What are the options of managing spring frost in Chablis?
Smudge pots - but air polution and need staff in vineyard.
Sprinklers - most popular but costly (1er cru, grand cru & well funded companies).
Pruning choices - later pruning leading to later bud burst.
What is the typical training method in Chablis and why?
Double Guyot.
If one fails the other could survive.
What are the 2 main rootstocks of Chablis?
41B as its highly tolerant of limestone soils with a high pH.
420A as its low vigour and hogh pH tolerance.
What is the typical soil and vienyard locationa of Petit Chablis?
Portlandian soils - hard limestone with less clay.
Higher, cooler vineyards.
Flat land or gentle slops.
Varying aspects with north facing sites too.
What is the soils Of Chablis AOC and vineyard locations?
Large area of Kimmeridgian soils with mixed aspects.
On flat land or gentle slopes.
Some north facing sites.
What is the soil and typical vineyard locations of Chablis Premier Cru?
Kimmeridgian soils.
South and south east facing.
40 named vineyards.
What is the difference between climat and lieu-dit?

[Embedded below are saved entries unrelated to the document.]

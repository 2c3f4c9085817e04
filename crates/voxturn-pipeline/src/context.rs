use std::sync::{Mutex, PoisonError};
use voxturn_core::BoundedHistory;
use voxturn_engine::ContextTurn;

/// The most recent finalized exchanges, handed to the response generator.
pub struct RecentContext {
    limit: usize,
    turns: Mutex<BoundedHistory<ContextTurn>>,
}

impl RecentContext {
    /// A `limit` of zero keeps no context at all.
    pub fn new(limit: usize) -> Self {
        Self {
            limit,
            turns: Mutex::new(BoundedHistory::new(limit)),
        }
    }

    pub fn limit(&self) -> usize {
        self.limit
    }

    pub fn push(&self, user: impl Into<String>, assistant: impl Into<String>) {
        if self.limit == 0 {
            return;
        }
        self.turns
            .lock()
            .unwrap_or_else(PoisonError::into_inner)
            .push(ContextTurn {
                user: user.into(),
                assistant: assistant.into(),
            });
    }

    /// Oldest first.
    pub fn snapshot(&self) -> Vec<ContextTurn> {
        self.turns
            .lock()
            .unwrap_or_else(PoisonError::into_inner)
            .to_vec()
    }

    pub fn len(&self) -> usize {
        self.turns
            .lock()
            .unwrap_or_else(PoisonError::into_inner)
            .len()
    }

    pub fn is_empty(&self) -> bool {
        self.len() == 0
    }

    pub fn clear(&self) {
        self.turns
            .lock()
            .unwrap_or_else(PoisonError::into_inner)
            .clear();
    }
}
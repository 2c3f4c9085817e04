//! Voice and speed selection from the response text.
//!
//! Keyword matching only. When several registers match, the first in
//! [`Register::PRECEDENCE`] wins; when none do, the configured default
//! profile is used.

use regex::Regex;
use std::sync::OnceLock;
use voxturn_core::VoiceProfile;

#[derive(Debug, Clone, Copy, PartialEq, Eq)]
pub enum Register {
    Urgent,
    Apologetic,
    Excited,
    Calm,
}

impl Register {
    pub const PRECEDENCE: [Register; 4] = [
        Register::Urgent,
        Register::Apologetic,
        Register::Excited,
        Register::Calm,
    ];

    fn profile(&self) -> VoiceProfile {
        match self {
            Register::Urgent => VoiceProfile::new("leo", 1.15),
            Register::Apologetic => VoiceProfile::new("mia", 0.9),
            Register::Excited => VoiceProfile::new("zoe", 1.1),
            Register::Calm => VoiceProfile::new("jess", 0.85),
        }
    }

    fn pattern(&self) -> &'static Regex {
        static PATTERNS: OnceLock<[Regex; 4]> = OnceLock::new();
        let patterns = PATTERNS.get_or_init(|| {
            [
                r"(?i)\b(urgent|emergency|immediately|right now|asap|hurry|danger|warning)\b",
                r"(?i)\b(sorry|apologi[sz]e|apologies|unfortunately|regret|my mistake)\b",
                r"(?i)(!|\b(amazing|awesome|fantastic|wonderful|congratulations|wow|great news)\b)",
                r"(?i)\b(relax|calm|breathe|gently|take your time|no rush|don't worry)\b",
            ]
            .map(|p| Regex::new(p).expect("static pattern"))
        });
        &patterns[*self as usize]
    }
}

#[derive(Debug, Clone)]
pub struct VoiceSelector {
    default: VoiceProfile,
}

impl VoiceSelector {
    pub fn new(default: VoiceProfile) -> Self {
        Self { default }
    }

    pub fn default_profile(&self) -> &VoiceProfile {
        &self.default
    }

    pub fn register(text: &str) -> Option<Register> {
        Register::PRECEDENCE
            .into_iter()
            .find(|r| r.pattern().is_match(text))
    }

    pub fn select(&self, text: &str) -> VoiceProfile {
        Self::register(text)
            .map(|r| r.profile())
            .unwrap_or_else(|| self.default.clone())
    }
}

Lieu-dit is a named piece of land in land register.
Climat is named vineyard fixed in AOC legislation.
What is the soil and vineyard locations of Chablis Grand Cru?
7 named vineyards (climats).
Right next to village.
Right bank of River Serein, south west facing.
Shelter from winds from the north due to belt of trees.
Kimmeridgian soils.
Only 1% of total Chablis production.
Is chaptalisation typical in Chablis?
Used regularly up to legal linit in all but warmest years.
How common is MLC and lees ageing in Chablis?
ML. Common in order to soften acidity.
Some age on lees to enhance texture.
Which types of Chablis may be fermented and aged in barrels, and type of wood used?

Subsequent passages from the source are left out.